* RECORDS PROVIDED
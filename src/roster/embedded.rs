//! Embedded default roster.
//!
//! The stock game roster, compiled into the binary. It is the base layer when
//! neither `--roster` nor `<data-dir>/roster.kdl` is present.
//!
//! The five agents every account starts with are marked fixed:
//! - **jett**, **phoenix** (duelist)
//! - **sova** (initiator)
//! - **brimstone** (controller)
//! - **sage** (sentinel)

use crate::roster::registry::RosterConfig;

pub const ROLE_DUELIST: &str = "duelist";
pub const ROLE_INITIATOR: &str = "initiator";
pub const ROLE_CONTROLLER: &str = "controller";
pub const ROLE_SENTINEL: &str = "sentinel";

/// Role display order.
pub const ROLES: &[&str] = &[ROLE_DUELIST, ROLE_INITIATOR, ROLE_CONTROLLER, ROLE_SENTINEL];

/// `(agent, role, fixed)` in display order.
const AGENTS: &[(&str, &str, bool)] = &[
    ("jett", ROLE_DUELIST, true),
    ("phoenix", ROLE_DUELIST, true),
    ("reyna", ROLE_DUELIST, false),
    ("raze", ROLE_DUELIST, false),
    ("yoru", ROLE_DUELIST, false),
    ("neon", ROLE_DUELIST, false),
    ("iso", ROLE_DUELIST, false),
    ("sova", ROLE_INITIATOR, true),
    ("breach", ROLE_INITIATOR, false),
    ("skye", ROLE_INITIATOR, false),
    ("kayo", ROLE_INITIATOR, false),
    ("fade", ROLE_INITIATOR, false),
    ("gekko", ROLE_INITIATOR, false),
    ("brimstone", ROLE_CONTROLLER, true),
    ("viper", ROLE_CONTROLLER, false),
    ("omen", ROLE_CONTROLLER, false),
    ("astra", ROLE_CONTROLLER, false),
    ("harbor", ROLE_CONTROLLER, false),
    ("clove", ROLE_CONTROLLER, false),
    ("sage", ROLE_SENTINEL, true),
    ("cypher", ROLE_SENTINEL, false),
    ("killjoy", ROLE_SENTINEL, false),
    ("chamber", ROLE_SENTINEL, false),
    ("deadlock", ROLE_SENTINEL, false),
    ("vyse", ROLE_SENTINEL, false),
];

/// The built-in roster config.
pub fn default_roster() -> RosterConfig {
    let mut config = ROLES
        .iter()
        .fold(RosterConfig::new(), |config, role| config.role(*role));

    for &(name, role, fixed) in AGENTS {
        config = if fixed {
            config.fixed_agent(name, role)
        } else {
            config.agent(name, role)
        };
    }

    config
}
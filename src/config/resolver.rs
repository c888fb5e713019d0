//! Path and preference resolution.
//!
//! ## Data Directory Precedence (highest to lowest)
//!
//! 1. `VALOCKER_DATA_DIR` environment variable
//! 2. Platform data dir (`~/.local/share/valocker` on Linux)
//!
//! ## Output Format Precedence (highest to lowest)
//!
//! 1. CLI flag (`-H`)
//! 2. settings.kdl `output-format`
//! 3. Built-in default (JSON)

use crate::config::schema::{OutputFormat, Settings};
use crate::{Error, Result};
use std::path::{Path, PathBuf};

/// Environment variable overriding the data directory.
pub const DATA_DIR_ENV: &str = "VALOCKER_DATA_DIR";

/// Settings file name inside the data directory.
pub const SETTINGS_FILE: &str = "settings.kdl";

/// Profile directory name inside the data directory.
pub const PROFILES_DIR: &str = "profiles";

/// Action log file name inside the data directory.
pub const ACTION_LOG_FILE: &str = "actions.log";

/// Tracks where a resolved value came from.
#[derive(Debug, Clone, PartialEq, Eq)]
pub enum ValueSource {
    /// Value from environment variable
    EnvVar(String),
    /// Value from settings.kdl
    Settings,
    /// Value from CLI flag
    CliFlag,
    /// Built-in default value
    Default,
}

impl std::fmt::Display for ValueSource {
    fn fmt(&self, f: &mut std::fmt::Formatter<'_>) -> std::fmt::Result {
        match self {
            ValueSource::EnvVar(name) => write!(f, "env:{}", name),
            ValueSource::Settings => write!(f, "settings"),
            ValueSource::CliFlag => write!(f, "cli"),
            ValueSource::Default => write!(f, "default"),
        }
    }
}

/// A resolved value with its source.
#[derive(Debug, Clone, PartialEq, Eq)]
pub struct Resolved<T> {
    pub value: T,
    pub source: ValueSource,
}

impl<T> Resolved<T> {
    pub fn new(value: T, source: ValueSource) -> Self {
        Self { value, source }
    }
}

/// Filesystem layout of one data directory.
#[derive(Debug, Clone, PartialEq, Eq)]
pub struct DataPaths {
    root: PathBuf,
}

impl DataPaths {
    pub fn new(root: impl Into<PathBuf>) -> Self {
        Self { root: root.into() }
    }

    /// Resolve the data directory from the environment.
    pub fn resolve() -> Result<Resolved<Self>> {
        if let Ok(dir) = std::env::var(DATA_DIR_ENV) {
            if !dir.is_empty() {
                return Ok(Resolved::new(
                    Self::new(dir),
                    ValueSource::EnvVar(DATA_DIR_ENV.to_string()),
                ));
            }
        }

        let base = dirs::data_dir()
            .ok_or_else(|| Error::Other("Could not determine data directory".to_string()))?;
        Ok(Resolved::new(
            Self::new(base.join("valocker")),
            ValueSource::Default,
        ))
    }

    pub fn root(&self) -> &Path {
        &self.root
    }

    pub fn settings(&self) -> PathBuf {
        self.root.join(SETTINGS_FILE)
    }

    pub fn profiles(&self) -> PathBuf {
        self.root.join(PROFILES_DIR)
    }

    pub fn action_log(&self) -> PathBuf {
        self.root.join(ACTION_LOG_FILE)
    }
}

/// Resolve the output format.
pub fn resolve_output_format(human_flag: bool, settings: &Settings) -> Resolved<OutputFormat> {
    if human_flag {
        Resolved::new(OutputFormat::Human, ValueSource::CliFlag)
    } else if let Some(format) = settings.output_format {
        Resolved::new(format, ValueSource::Settings)
    } else {
        Resolved::new(OutputFormat::default(), ValueSource::Default)
    }
}
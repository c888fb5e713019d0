//! Read-side views handed to consumers.

use crate::pool::aggregate::{BulkControls, TriState};
use crate::roster::Availability;
use serde::Serialize;

/// Aggregate snapshot delivered with every change notification.
#[derive(Debug, Clone, PartialEq, Eq, Serialize)]
pub struct PoolSummary {
    /// Bumped each time the engine's state is replaced wholesale.
    pub generation: u64,
    pub global: TriState,
    pub global_controls: BulkControls,
    /// Unlock aggregate over toggleable agents.
    pub availability: TriState,
    pub availability_controls: BulkControls,
    pub random_pick_enabled: bool,
    pub roles: Vec<RoleSummary>,
}

impl PoolSummary {
    pub fn role(&self, name: &str) -> Option<&RoleSummary> {
        self.roles.iter().find(|r| r.name == name)
    }
}

#[derive(Debug, Clone, PartialEq, Eq, Serialize)]
pub struct RoleSummary {
    pub name: String,
    pub state: TriState,
    pub controls: BulkControls,
    /// Available members.
    pub eligible: usize,
}

/// One agent's leaf state for rendering.
#[derive(Debug, Clone, PartialEq, Eq, Serialize)]
pub struct AgentView {
    pub name: String,
    pub role: String,
    pub availability: Availability,
    pub available: bool,
    pub selected: bool,
}

/// A role with its members, for rendering a role column.
#[derive(Debug, Clone, PartialEq, Eq, Serialize)]
pub struct RoleView {
    pub name: String,
    pub state: TriState,
    pub controls: BulkControls,
    pub agents: Vec<AgentView>,
}
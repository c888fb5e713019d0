//! Agent roster: the immutable catalog of agents grouped into roles.
//!
//! A roster is built once per profile activation from a [`RosterConfig`] and
//! never changes for the rest of the session. Everything downstream (the pool
//! engine, profile snapshots, the CLI) addresses agents and roles through the
//! ids the [`Registry`] hands out.
//!
//! ## Resolution Order
//!
//! The roster config is resolved from (first match wins):
//!
//! 1. **Flag** - `--roster <path>` on the command line
//! 2. **Data dir** - `<data-dir>/roster.kdl`
//! 3. **Embedded** (in the binary) - the stock game roster
//!
//! ## KDL Configuration
//!
//! ```kdl
//! roles "duelist" "initiator" "controller" "sentinel"
//!
//! agent "jett" role="duelist"
//! agent "phoenix" role="duelist" fixed=#true  // always unlocked
//! ```

pub mod embedded;
pub mod kdl;
pub mod registry;

pub use embedded::default_roster;
pub use self::kdl::{
    ROSTER_FILE, RosterSource, load_roster_from_file, parse_roster, resolve_roster, roster_to_kdl,
};
pub use registry::{
    AgentConfig, AgentId, AgentSpec, Availability, ConfigError, Registry, Role, RoleId,
    RosterConfig,
};
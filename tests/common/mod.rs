//! Common test utilities for valocker integration tests.
//!
//! Provides `TestEnv` for isolated test environments that don't touch the
//! user's `~/.local/share/valocker/` directory.

#![allow(dead_code)]

use assert_cmd::Command;
use std::path::Path;
pub use tempfile::TempDir;

/// A test environment with an isolated data directory.
///
/// The `valocker()` method returns a `Command` that sets `VALOCKER_DATA_DIR`
/// per-invocation, making tests parallel-safe.
pub struct TestEnv {
    pub data_dir: TempDir,
}

impl TestEnv {
    pub fn new() -> Self {
        Self {
            data_dir: TempDir::new().unwrap(),
        }
    }

    /// Get a Command for the valocker binary with isolated data directory.
    pub fn valocker(&self) -> Command {
        let mut cmd = Command::new(env!("CARGO_BIN_EXE_valocker"));
        cmd.current_dir(self.data_dir.path());
        cmd.env("VALOCKER_DATA_DIR", self.data_dir.path());
        cmd.env_remove("VALOCKER_ROSTER");
        cmd.env_remove("VALOCKER_LOG");
        cmd
    }

    /// Run a command that must succeed and parse its JSON output.
    pub fn json(&self, args: &[&str]) -> serde_json::Value {
        let output = self.valocker().args(args).output().unwrap();
        assert!(
            output.status.success(),
            "valocker {:?} failed: {}",
            args,
            String::from_utf8_lossy(&output.stderr)
        );
        serde_json::from_slice(&output.stdout).unwrap()
    }

    pub fn data_path(&self) -> &Path {
        self.data_dir.path()
    }
}

impl Default for TestEnv {
    fn default() -> Self {
        Self::new()
    }
}

/// Names in a JSON string array.
pub fn names(value: &serde_json::Value) -> Vec<String> {
    value
        .as_array()
        .unwrap()
        .iter()
        .map(|v| v.as_str().unwrap().to_string())
        .collect()
}
//! Integration tests for profiles, preferences and snapshots.

mod common;

use common::{TestEnv, names};
use predicates::prelude::*;
use std::fs;

fn profile_names(list: &serde_json::Value) -> Vec<String> {
    list["profiles"]
        .as_array()
        .unwrap()
        .iter()
        .map(|p| p["name"].as_str().unwrap().to_string())
        .collect()
}

// === Profiles ===

#[test]
fn test_first_run_creates_default_profile() {
    let env = TestEnv::new();
    let list = env.json(&["profile", "list"]);

    assert_eq!(list["active"], "default");
    assert_eq!(profile_names(&list), vec!["default"]);
    assert!(env.data_path().join("profiles/default.json").is_file());
    assert!(env.data_path().join("settings.kdl").is_file());
}

#[test]
fn test_profiles_keep_separate_state() {
    let env = TestEnv::new();
    env.json(&["select", "jett"]);

    let created = env.json(&["profile", "create", "ranked", "--activate"]);
    assert_eq!(created["active"], "ranked");

    let status = env.json(&["status"]);
    assert_eq!(status["profile"], "ranked");
    assert!(names(&status["pool"]).is_empty());

    env.json(&["profile", "activate", "default"]);
    let status = env.json(&["status"]);
    assert_eq!(names(&status["pool"]), vec!["jett"]);
}

#[test]
fn test_create_duplicate_profile_fails() {
    let env = TestEnv::new();
    env.json(&["profile", "create", "ranked"]);
    env.valocker()
        .args(["profile", "create", "ranked"])
        .assert()
        .failure()
        .stderr(predicate::str::contains("already exists"));
}

#[test]
fn test_invalid_profile_name_fails() {
    let env = TestEnv::new();
    env.valocker()
        .args(["profile", "create", "../escape"])
        .assert()
        .failure()
        .stderr(predicate::str::contains("Invalid profile name"));
}

#[test]
fn test_activate_missing_profile_fails() {
    let env = TestEnv::new();
    env.valocker()
        .args(["profile", "activate", "nope"])
        .assert()
        .failure()
        .stderr(predicate::str::contains("Profile 'nope' not found"));
}

#[test]
fn test_cannot_delete_active_profile() {
    let env = TestEnv::new();
    env.valocker()
        .args(["profile", "delete", "default"])
        .assert()
        .failure()
        .stderr(predicate::str::contains("active profile"));

    env.json(&["profile", "create", "alt"]);
    env.json(&["profile", "delete", "alt"]);
    assert_eq!(profile_names(&env.json(&["profile", "list"])), vec!["default"]);
}

#[test]
fn test_favorites_listed_first() {
    let env = TestEnv::new();
    env.json(&["profile", "create", "alpha"]);
    env.json(&["profile", "create", "zulu"]);
    env.json(&["profile", "favorite", "zulu"]);

    let list = env.json(&["profile", "list"]);
    assert_eq!(profile_names(&list), vec!["zulu", "alpha", "default"]);
    assert_eq!(list["profiles"][0]["favorite"], true);

    env.json(&["profile", "unfavorite", "zulu"]);
    let list = env.json(&["profile", "list"]);
    assert_eq!(profile_names(&list), vec!["alpha", "default", "zulu"]);
}

#[test]
fn test_profile_list_human_marks_active() {
    let env = TestEnv::new();
    env.valocker()
        .args(["-H", "profile", "list"])
        .assert()
        .success()
        .stdout(predicate::str::contains("* default"));
}

// === Preferences ===

#[test]
fn test_pick_and_random() {
    let env = TestEnv::new();

    env.valocker()
        .args(["pick", "reyna"])
        .assert()
        .failure()
        .stderr(predicate::str::contains("locked"));

    let result = env.json(&["pick", "jett"]);
    assert_eq!(result["locked_agent"], "jett");

    env.valocker()
        .args(["random", "on"])
        .assert()
        .failure()
        .stderr(predicate::str::contains("at least one agent"));

    env.json(&["select", "sage"]);
    let result = env.json(&["random", "on"]);
    assert_eq!(result["random_pick"], true);

    // Emptying the pool turns random pick off.
    let result = env.json(&["deselect", "--all"]);
    assert_eq!(result["random_pick"], false);
}

#[test]
fn test_locking_picked_agent_clears_pick() {
    let env = TestEnv::new();
    env.json(&["unlock", "reyna"]);
    env.json(&["pick", "reyna"]);

    let result = env.json(&["lock", "reyna"]);
    assert!(result.get("locked_agent").is_none());
}

// === Snapshots ===

#[test]
fn test_snapshot_export_import_round_trip() {
    let env = TestEnv::new();
    env.json(&["unlock", "omen", "viper"]);
    env.json(&["select", "--role", "controller"]);

    let exported = env
        .valocker()
        .args(["snapshot", "export"])
        .output()
        .unwrap();
    assert!(exported.status.success());
    let file = env.data_path().join("backup.json");
    fs::write(&file, &exported.stdout).unwrap();

    env.json(&["profile", "create", "copy", "--activate"]);
    let result = env.json(&["snapshot", "import", file.to_str().unwrap()]);
    assert_eq!(result["profile"], "copy");

    let status = env.json(&["status"]);
    assert_eq!(names(&status["pool"]), vec!["brimstone", "viper", "omen"]);
}

#[test]
fn test_snapshot_import_corrects_bad_entries() {
    let env = TestEnv::new();
    let file = env.data_path().join("bad.json");
    fs::write(
        &file,
        r#"{
            "jett": { "available": false, "selected": true },
            "reyna": { "available": false, "selected": true },
            "tejo": { "available": true, "selected": true }
        }"#,
    )
    .unwrap();

    let result = env.json(&["snapshot", "import", file.to_str().unwrap()]);
    assert_eq!(names(&result["load"]["unknown"]), vec!["tejo"]);
    assert_eq!(names(&result["load"]["corrected"]), vec!["jett", "reyna"]);

    let status = env.json(&["status"]);
    assert_eq!(names(&status["pool"]), vec!["jett"]);
}

#[test]
fn test_snapshot_import_rejects_malformed_json() {
    let env = TestEnv::new();
    let file = env.data_path().join("broken.json");
    fs::write(&file, "not json").unwrap();

    env.valocker()
        .args(["snapshot", "import", file.to_str().unwrap()])
        .assert()
        .failure()
        .stderr(predicate::str::contains("JSON error"));
}

// === Action log ===

#[test]
fn test_commands_are_logged() {
    let env = TestEnv::new();
    env.json(&["select", "jett"]);
    env.valocker().args(["select", "nobody"]).assert().failure();

    let log = fs::read_to_string(env.data_path().join("actions.log")).unwrap();
    let entries: Vec<serde_json::Value> = log
        .lines()
        .map(|l| serde_json::from_str(l).unwrap())
        .collect();
    assert_eq!(entries.len(), 2);
    assert_eq!(entries[0]["command"], "select");
    assert_eq!(entries[0]["success"], true);
    assert_eq!(entries[0]["profile"], "default");
    assert_eq!(entries[1]["success"], false);
}

#[test]
fn test_action_log_can_be_disabled() {
    let env = TestEnv::new();
    fs::write(env.data_path().join("settings.kdl"), "action-log #false\n").unwrap();

    env.json(&["status"]);
    assert!(!env.data_path().join("actions.log").exists());
}

#[test]
fn test_output_format_from_settings() {
    let env = TestEnv::new();
    fs::write(
        env.data_path().join("settings.kdl"),
        "output-format \"human\"\n",
    )
    .unwrap();

    env.valocker()
        .arg("status")
        .assert()
        .success()
        .stdout(predicate::str::contains("Profile: default"));
}
//! Tri-state aggregation over pool leaves.
//!
//! Every aggregate is a pure function of the current leaves. Nothing here
//! caches or patches; callers recompute after each mutation.

use crate::pool::availability::AvailabilityStore;
use crate::pool::selection::SelectionStore;
use crate::roster::{AgentId, Registry, RoleId};
use serde::{Deserialize, Serialize};

/// Summary of a set of boolean leaves.
#[derive(Debug, Clone, Copy, PartialEq, Eq, Hash, Serialize, Deserialize)]
#[serde(rename_all = "lowercase")]
pub enum TriState {
    All,
    None,
    Mixed,
}

impl TriState {
    /// Summarize `hits` true leaves out of `total`.
    ///
    /// Zero leaves report `None`: an empty set never counts as "all".
    pub fn from_counts(total: usize, hits: usize) -> Self {
        if total == 0 || hits == 0 {
            TriState::None
        } else if hits == total {
            TriState::All
        } else {
            TriState::Mixed
        }
    }

    /// Which bulk-toggle controls a UI should enable for this state.
    pub fn controls(self) -> BulkControls {
        BulkControls {
            select_all: self != TriState::All,
            select_none: self != TriState::None,
        }
    }

    pub fn as_str(self) -> &'static str {
        match self {
            TriState::All => "all",
            TriState::None => "none",
            TriState::Mixed => "mixed",
        }
    }
}

impl std::fmt::Display for TriState {
    fn fmt(&self, f: &mut std::fmt::Formatter<'_>) -> std::fmt::Result {
        write!(f, "{}", self.as_str())
    }
}

/// Enabled state of the "select all" / "select none" affordances.
#[derive(Debug, Clone, Copy, PartialEq, Eq, Serialize, Deserialize)]
pub struct BulkControls {
    pub select_all: bool,
    pub select_none: bool,
}

/// A role's aggregate plus whether it has any eligible member at all.
#[derive(Debug, Clone, Copy, PartialEq, Eq)]
pub struct RoleTally {
    pub state: TriState,
    pub eligible: usize,
}

/// Aggregate of one role over its available members.
pub fn role_tally(
    registry: &Registry,
    availability: &AvailabilityStore,
    selection: &SelectionStore,
    role: RoleId,
) -> RoleTally {
    let eligible: Vec<AgentId> = registry
        .role_at(role)
        .members()
        .iter()
        .copied()
        .filter(|&id| availability.is_available(id))
        .collect();
    let hits = eligible
        .iter()
        .filter(|&&id| selection.is_selected(id))
        .count();

    RoleTally {
        state: TriState::from_counts(eligible.len(), hits),
        eligible: eligible.len(),
    }
}

/// Combine role aggregates into the roster aggregate.
///
/// `All` needs every role at `All` and one non-vacuous role at least; a
/// roster with no eligible agents anywhere reports `None`.
pub fn combine(tallies: &[RoleTally]) -> TriState {
    let all = tallies.iter().all(|t| t.state == TriState::All);
    let any_eligible = tallies.iter().any(|t| t.eligible > 0);
    let none = tallies.iter().all(|t| t.state == TriState::None);

    if all && any_eligible {
        TriState::All
    } else if none {
        TriState::None
    } else {
        TriState::Mixed
    }
}

/// Aggregate of every role, in display order.
pub fn role_tallies(
    registry: &Registry,
    availability: &AvailabilityStore,
    selection: &SelectionStore,
) -> Vec<RoleTally> {
    (0..registry.roles().len())
        .map(|role| role_tally(registry, availability, selection, role))
        .collect()
}

/// Roster-wide selection aggregate.
pub fn global_state(
    registry: &Registry,
    availability: &AvailabilityStore,
    selection: &SelectionStore,
) -> TriState {
    combine(&role_tallies(registry, availability, selection))
}

#[cfg(test)]
mod tests {
    use super::*;

    fn tally(state: TriState, eligible: usize) -> RoleTally {
        RoleTally { state, eligible }
    }

    #[test]
    fn test_from_counts() {
        assert_eq!(TriState::from_counts(3, 3), TriState::All);
        assert_eq!(TriState::from_counts(3, 0), TriState::None);
        assert_eq!(TriState::from_counts(3, 1), TriState::Mixed);
    }

    #[test]
    fn test_from_counts_empty_is_none() {
        assert_eq!(TriState::from_counts(0, 0), TriState::None);
    }

    #[test]
    fn test_controls() {
        assert_eq!(
            TriState::All.controls(),
            BulkControls {
                select_all: false,
                select_none: true
            }
        );
        assert_eq!(
            TriState::None.controls(),
            BulkControls {
                select_all: true,
                select_none: false
            }
        );
        assert_eq!(
            TriState::Mixed.controls(),
            BulkControls {
                select_all: true,
                select_none: true
            }
        );
    }

    #[test]
    fn test_combine_all() {
        let tallies = [tally(TriState::All, 2), tally(TriState::All, 1)];
        assert_eq!(combine(&tallies), TriState::All);
    }

    #[test]
    fn test_combine_vacuous_role_breaks_all() {
        // A vacuous role reports None, so the roster is no longer uniformly All.
        let tallies = [tally(TriState::All, 2), tally(TriState::None, 0)];
        assert_eq!(combine(&tallies), TriState::Mixed);
    }

    #[test]
    fn test_combine_all_vacuous_is_none() {
        let tallies = [tally(TriState::None, 0), tally(TriState::None, 0)];
        assert_eq!(combine(&tallies), TriState::None);
    }

    #[test]
    fn test_combine_empty_roster_is_none() {
        assert_eq!(combine(&[]), TriState::None);
    }

    #[test]
    fn test_combine_mixed() {
        let tallies = [tally(TriState::Mixed, 2), tally(TriState::All, 1)];
        assert_eq!(combine(&tallies), TriState::Mixed);
    }

    #[test]
    fn test_tristate_serde() {
        assert_eq!(serde_json::to_string(&TriState::Mixed).unwrap(), "\"mixed\"");
        let parsed: TriState = serde_json::from_str("\"all\"").unwrap();
        assert_eq!(parsed, TriState::All);
    }
}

* TASK
Where a line of the data holds the word "RoleId", copy that line.

* TASK SOLUTION
    AgentConfig, AgentId, AgentSpec, Availability, ConfigError, Registry, Role, RoleId,
use crate::roster::{AgentId, Registry, RoleId};
    role: RoleId,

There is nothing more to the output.